Il y a de fortes chances que vous ayez vu plus de panneaux « Aide recherchée » au cours des derniers mois qu’au cours des dernières années. Il y a de fortes chances que ces postes n’aient pas été pourvus. Partout au pays, les entreprises connaissent une crise sans précédent pénurie de main d'œuvre . Il y a plusieurs raisons à cette pénurie, mais dans l'ensemble, les gens ne sont plus disposés à travailler pour moins d'un an. salaire décent souvent dans des emplois qui les mettre en danger pendant une pandémie en cours. (Car oui, nous sommes toujours en pleine pandémie.) Plutôt que de répondre aux préoccupations des travailleurs, certains États cherchent à résoudre le problème en affaiblissant les lois sur le travail des enfants.

Autrement dit, puisque les adultes ne veulent pas être exploités, certains États ont décidé de se contenter de commencer à exploiter les enfants.

Si votre première réaction est l’indignation, vous n’êtes pas seul. 'L'idée selon laquelle nous pourrions résoudre une certaine crise économique en autorisant l'augmentation des heures de travail des enfants est, au mieux, ridicule et, au pire, très préjudiciable aux jeunes', Debra Cronmiller, directrice exécutive de la League of Women Voters of Wisconsin. , dit Le gardien

Quels États apportent des modifications aux lois sur le travail des enfants ?

Sénateurs de l'Ohio récemment a présenté un projet de loi cela permettrait aux enfants de moins de 16 ans de travailler jusqu'à 21 heures. avec l’autorisation d’un parent. La règle actuelle autorise les enfants à travailler jusqu'à 19 heures.

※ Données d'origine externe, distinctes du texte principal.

use scraper::{ElementRef, Selector};
use std::sync::LazyLock;
use url::Url;

use super::{
    element_text, parse_count, parse_length, parse_optional_rating, parse_score, require_text,
    select_attr, select_text, selector,
};
use crate::error::ExtractionError;
use crate::models::{BuyLink, CriticReview, PopularReview, SearchHit, Track};

// Cabecera del álbum
static HEADLINE: LazyLock<Selector> = LazyLock::new(|| selector(".albumHeadline"));
static HEADLINE_TITLE: LazyLock<Selector> = LazyLock::new(|| selector(".albumTitle"));
static HEADLINE_ARTIST: LazyLock<Selector> = LazyLock::new(|| selector(".artist"));
static USER_SCORE: LazyLock<Selector> = LazyLock::new(|| selector(".albumUserScore a"));
static NUM_RATINGS: LazyLock<Selector> = LazyLock::new(|| selector(".numReviews strong"));
static MUST_HEAR: LazyLock<Selector> = LazyLock::new(|| selector(".mustHearButton"));

// Tracklist
static TRACK_ROW: LazyLock<Selector> = LazyLock::new(|| selector(".trackListTable tr"));
static TRACK_NUMBER: LazyLock<Selector> = LazyLock::new(|| selector(".trackNumber"));
static TRACK_TITLE: LazyLock<Selector> = LazyLock::new(|| selector(".trackTitle a"));
static TRACK_LENGTH: LazyLock<Selector> = LazyLock::new(|| selector(".length"));
static TRACK_RATING: LazyLock<Selector> = LazyLock::new(|| selector(".trackRating span"));
static FEATURED: LazyLock<Selector> = LazyLock::new(|| selector(".featuredArtists a"));

// Reseñas
static CRITIC_ROW: LazyLock<Selector> = LazyLock::new(|| selector("#critics .albumReviewRow"));
static CRITIC_AUTHOR: LazyLock<Selector> = LazyLock::new(|| selector(".author a"));
static CRITIC_PUBLICATION: LazyLock<Selector> = LazyLock::new(|| selector(".publication a"));
static CRITIC_RATING: LazyLock<Selector> = LazyLock::new(|| selector(".albumReviewRating"));
static USER_ROW: LazyLock<Selector> = LazyLock::new(|| selector("#users .albumReviewRow"));
static USER_NAME: LazyLock<Selector> = LazyLock::new(|| selector(".userReviewName a"));
static USER_RATING: LazyLock<Selector> = LazyLock::new(|| selector(".rating"));
static USER_LIKES: LazyLock<Selector> = LazyLock::new(|| selector(".review_likes a"));
static REVIEW_TEXT: LazyLock<Selector> = LazyLock::new(|| selector(".albumReviewText"));

static BUY_LINK: LazyLock<Selector> = LazyLock::new(|| selector(".buyButtons a"));

// Bloques de búsqueda / similares
static ALBUM_BLOCK: LazyLock<Selector> = LazyLock::new(|| selector(".albumBlock"));
static BLOCK_LINK: LazyLock<Selector> = LazyLock::new(|| selector(".image a"));
static BLOCK_ARTIST: LazyLock<Selector> = LazyLock::new(|| selector(".artistTitle"));
static BLOCK_TITLE: LazyLock<Selector> = LazyLock::new(|| selector(".albumTitle"));

/// Title and artist as printed in the album page headline.
#[derive(Debug, Clone, Default, PartialEq, Eq)]
pub struct Headline {
    pub title: Option<String>,
    pub artist: Option<String>,
}

/// Reads the album headline.
///
/// A page without any `.albumHeadline` is not an album page at all.
pub fn extract_headline(root: ElementRef<'_>) -> Result<Headline, ExtractionError> {
    let headline = root
        .select(&HEADLINE)
        .next()
        .ok_or(ExtractionError::StructureMismatch("album page"))?;

    Ok(Headline {
        title: select_text(headline, &HEADLINE_TITLE),
        artist: select_text(headline, &HEADLINE_ARTIST),
    })
}

/// Aggregate user score from the `title` attribute of the score link.
pub fn extract_user_score(root: ElementRef<'_>) -> Result<Option<f64>, ExtractionError> {
    match select_attr(root, &USER_SCORE, "title") {
        Some(raw) => parse_score("user_score", &raw).map(Some),
        None => Ok(None),
    }
}

/// Number of user ratings; absent counter means nobody rated yet.
pub fn extract_rating_count(root: ElementRef<'_>) -> Result<u64, ExtractionError> {
    match select_text(root, &NUM_RATINGS) {
        Some(raw) => parse_count("num_ratings", &raw),
        None => Ok(0),
    }
}

/// Must-hear rule: the page shows a `.mustHearButton` badge.
pub fn extract_must_hear(root: ElementRef<'_>) -> bool {
    root.select(&MUST_HEAR).next().is_some()
}

pub fn track_rows<'a>(root: ElementRef<'a>) -> impl Iterator<Item = ElementRef<'a>> + 'a {
    root.select(&TRACK_ROW)
}

pub fn extract_track(row: ElementRef<'_>) -> Result<Track, ExtractionError> {
    let raw_number = require_text(row, &TRACK_NUMBER, "track.number")?;
    let number = match raw_number.parse::<u32>() {
        Ok(n) if n > 0 => n,
        _ => return Err(ExtractionError::MalformedValue("track.number", raw_number)),
    };

    let title = require_text(row, &TRACK_TITLE, "track.title")?;
    let length = select_text(row, &TRACK_LENGTH).and_then(|raw| parse_length(&raw));
    let rating = match select_text(row, &TRACK_RATING) {
        Some(raw) => parse_optional_rating("track.rating", &raw)?,
        None => None,
    };
    let featured_artists = row
        .select(&FEATURED)
        .map(element_text)
        .filter(|name| !name.is_empty())
        .collect();

    Ok(Track {
        number,
        title,
        length,
        rating,
        featured_artists,
    })
}

pub fn critic_rows<'a>(root: ElementRef<'a>) -> impl Iterator<Item = ElementRef<'a>> + 'a {
    root.select(&CRITIC_ROW)
}

pub fn extract_critic_review(row: ElementRef<'_>) -> Result<CriticReview, ExtractionError> {
    let text = require_text(row, &REVIEW_TEXT, "critic_review.text")?;
    let author = select_text(row, &CRITIC_AUTHOR).unwrap_or_else(|| "Unknown".to_string());
    let publication = select_text(row, &CRITIC_PUBLICATION);
    let rating = match select_text(row, &CRITIC_RATING) {
        Some(raw) => parse_optional_rating("critic_review.rating", &raw)?,
        None => None,
    };

    Ok(CriticReview {
        author,
        publication,
        rating,
        text,
    })
}

pub fn popular_rows<'a>(root: ElementRef<'a>) -> impl Iterator<Item = ElementRef<'a>> + 'a {
    root.select(&USER_ROW)
}

pub fn extract_popular_review(row: ElementRef<'_>) -> Result<PopularReview, ExtractionError> {
    let author = require_text(row, &USER_NAME, "popular_review.author")?;
    let text = require_text(row, &REVIEW_TEXT, "popular_review.text")?;
    let rating = match select_text(row, &USER_RATING) {
        Some(raw) => parse_optional_rating("popular_review.rating", &raw)?,
        None => None,
    };
    let likes = match select_text(row, &USER_LIKES) {
        Some(raw) => parse_count("popular_review.likes", &raw)?,
        None => 0,
    };

    Ok(PopularReview {
        author,
        rating,
        text,
        likes,
    })
}

pub fn buy_link_nodes<'a>(root: ElementRef<'a>) -> impl Iterator<Item = ElementRef<'a>> + 'a {
    root.select(&BUY_LINK)
}

pub fn extract_buy_link(link: ElementRef<'_>) -> Result<BuyLink, ExtractionError> {
    let attr = |name: &str| {
        link.value()
            .attr(name)
            .map(str::trim)
            .filter(|value| !value.is_empty())
            .map(str::to_string)
    };

    Ok(BuyLink {
        platform: attr("title").ok_or(ExtractionError::MissingRequiredField("buy_link.platform"))?,
        url: attr("href").ok_or(ExtractionError::MissingRequiredField("buy_link.url"))?,
    })
}

pub fn album_blocks<'a>(root: ElementRef<'a>) -> impl Iterator<Item = ElementRef<'a>> + 'a {
    root.select(&ALBUM_BLOCK)
}

/// Reads one `.albumBlock`, resolving its link against `base`.
pub fn extract_search_hit(block: ElementRef<'_>, base: &Url) -> Result<SearchHit, ExtractionError> {
    let href = select_attr(block, &BLOCK_LINK, "href")
        .ok_or(ExtractionError::MissingRequiredField("search_hit.locator"))?;
    let locator = base
        .join(&href)
        .map_err(|_| ExtractionError::MalformedValue("search_hit.locator", href.clone()))?;

    Ok(SearchHit {
        locator: locator.to_string(),
        artist: require_text(block, &BLOCK_ARTIST, "search_hit.artist")?,
        title: require_text(block, &BLOCK_TITLE, "search_hit.title")?,
    })
}
pub mod fixtures;

use aoty_api::{AotyService, Config, DocumentFetcher, RawDocument, TransportError};
use async_trait::async_trait;
use parking_lot::Mutex;
use std::collections::HashMap;
use std::sync::atomic::{AtomicUsize, Ordering};
use std::sync::Arc;
use tokio::time::Duration;

#[allow(unused_imports)]
pub use fixtures::*;

/// Fetcher that serves canned pages by locator and counts every fetch.
///
/// Unknown locators answer `TransportError::NotFound`, like the site does.
#[allow(dead_code)]
pub struct FixtureFetcher {
    routes: Mutex<HashMap<String, Result<String, TransportError>>>,
    latency: Duration,
    fetches: AtomicUsize,
    per_locator: Mutex<HashMap<String, usize>>,
}

#[allow(dead_code)]
impl FixtureFetcher {
    pub fn new() -> Self {
        Self {
            routes: Mutex::new(HashMap::new()),
            latency: Duration::ZERO,
            fetches: AtomicUsize::new(0),
            per_locator: Mutex::new(HashMap::new()),
        }
    }

    /// Every fetch sleeps this long before answering.
    pub fn with_latency(mut self, latency: Duration) -> Self {
        self.latency = latency;
        self
    }

    pub fn page(self, locator: &str, body: &str) -> Self {
        self.set_page(locator, body);
        self
    }

    pub fn failing(self, locator: &str, reason: &str) -> Self {
        self.set_failure(locator, reason);
        self
    }

    pub fn set_page(&self, locator: &str, body: &str) {
        self.routes
            .lock()
            .insert(locator.to_string(), Ok(body.to_string()));
    }

    pub fn set_failure(&self, locator: &str, reason: &str) {
        self.routes.lock().insert(
            locator.to_string(),
            Err(TransportError::Failed {
                locator: locator.to_string(),
                reason: reason.to_string(),
            }),
        );
    }

    pub fn fetches(&self) -> usize {
        self.fetches.load(Ordering::SeqCst)
    }

    pub fn fetches_of(&self, locator: &str) -> usize {
        self.per_locator.lock().get(locator).copied().unwrap_or(0)
    }
}

#[async_trait]
impl DocumentFetcher for FixtureFetcher {
    async fn fetch(&self, locator: &str) -> Result<RawDocument, TransportError> {
        self.fetches.fetch_add(1, Ordering::SeqCst);
        *self.per_locator.lock().entry(locator.to_string()).or_default() += 1;

        if !self.latency.is_zero() {
            tokio::time::sleep(self.latency).await;
        }

        let route = self.routes.lock().get(locator).cloned();
        match route {
            Some(Ok(body)) => Ok(RawDocument::new(locator, body)),
            Some(Err(err)) => Err(err),
            None => Err(TransportError::NotFound {
                locator: locator.to_string(),
            }),
        }
    }

    fn source_name(&self) -> &'static str {
        "fixtures"
    }
}

/// Config with no retries so transport failures surface at once.
#[allow(dead_code)]
pub fn test_config() -> Config {
    Config {
        fetch_retries: 0,
        ..Config::default()
    }
}

#[allow(dead_code)]
pub fn service_with(config: &Config, fetcher: Arc<FixtureFetcher>) -> AotyService {
    AotyService::new(config, fetcher).expect("valid test config")
}

/// Fetcher preloaded with every fixture page under its real locator.
#[allow(dead_code)]
pub fn site() -> FixtureFetcher {
    FixtureFetcher::new()
        .page(SEARCH_OK_COMPUTER, SEARCH_OK_COMPUTER_HTML)
        .page(ALBUM_OK_COMPUTER, ALBUM_OK_COMPUTER_HTML)
        .page(SIMILAR_OK_COMPUTER, SIMILAR_OK_COMPUTER_HTML)
        .page(ALBUM_KID_A, ALBUM_KID_A_HTML)
        .page(ALBUM_DUMMY, ALBUM_DUMMY_HTML)
        .page(USER_PROFILE, USER_PROFILE_HTML)
        .page(USER_MISSING, USER_MISSING_HTML)
}
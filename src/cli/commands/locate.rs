use crate::cli::parser::Commands;
use crate::config::Config;
use crate::core::locate::LocateLogic;
use crate::core::runtime::run_local;
use crate::errors::AppResult;
use crate::ui::messages::success;
use crate::utils::time::format_millis;

pub fn handle(cmd: &Commands, cfg: &Config) -> AppResult<()> {
    if let Commands::Locate { source } = cmd {
        let sample = run_local(LocateLogic::current(cfg, source.as_deref()))?;

        success(format!("Current position: {}", sample.coordinate));
        if let Some(acc) = sample.accuracy {
            println!("   accuracy: ±{:.0} m", acc);
        }
        println!("   time:     {}", format_millis(sample.timestamp));
    }
    Ok(())
}
use crate::cli::commands::{parse_category, parse_priority};
use crate::cli::parser::Commands;
use crate::config::Config;
use crate::core::edit::{EditLogic, TaskChanges};
use crate::db::pool::DbPool;
use crate::errors::AppResult;
use crate::ui::messages::success;
use crate::utils::describe_priority;

pub fn handle(cmd: &Commands, cfg: &Config) -> AppResult<()> {
    if let Commands::Edit {
        id,
        text,
        at,
        category,
        priority,
    } = cmd
    {
        let changes = TaskChanges {
            text: text.clone(),
            coordinate: at.coordinate()?,
            category: parse_category(category)?,
            priority: parse_priority(priority)?,
        };

        let mut pool = DbPool::open(&cfg.database)?;
        let task = EditLogic::apply(&mut pool, *id, changes)?;

        success(format!("Task #{} updated: {}", task.id, task.text));
        println!(
            "   {} {} | {} | {}",
            task.category.icon(),
            task.category.to_db_str(),
            describe_priority(task.priority),
            task.coordinate
        );
    }
    Ok(())
}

Un Wisconsin facture est allé encore plus loin. Le SB332 cherche non seulement à étendre les heures de travail qu'un mineur de moins de 16 ans peut travailler, mais il permet également aux entreprises d'embaucher des jeunes de 14 et 15 ans pour commencer à travailler à 6 heures du matin et jusqu'à 23 heures. les weekends.

noms signifiant chagrin

Les militants craignent que d’autres États puissent emboîter le pas. Dans une interview avec Le gardien , Stephanie Bloomingdale, présidente de l'AFL-CIO du Wisconsin, qui s'oppose au SB332, a exprimé ses inquiétudes quant au fait que « l'adoption de ce projet de loi constituerait une pente glissante pour éliminer les pratiques de travail des enfants dans le Wisconsin et aux États-Unis en général. »

Les lois sur le travail des enfants étaient destinées à protéger les enfants

Les lois sur le travail des enfants ont été « conçues pour protéger les opportunités éducatives des jeunes et interdire leur emploi dans des emplois préjudiciables à leur santé et à leur sécurité », selon le ministère du Travail .

Les lois comme celles de l’Ohio et du Wisconsin semblent l’avoir oublié.

Les partisans du projet de loi dans le Wisconsin, notamment les législateurs républicains et la Wisconsin Restaurant Association, ont soutenu le projet de loi qui affaiblit les lois sur le travail des enfants dans le parce que cela aiderait les petites entreprises qui rencontrent des problèmes d’embauche et de personnel . Nulle part dans leur argumentation ils n’ont expliqué pourquoi la modification de la législation du travail bénéficierait aux enfants. Nulle part ils n’ont expliqué pourquoi les protections pour les enfants n’étaient plus nécessaires. En fait, le bien-être des enfants semble avoir été totalement ignoré.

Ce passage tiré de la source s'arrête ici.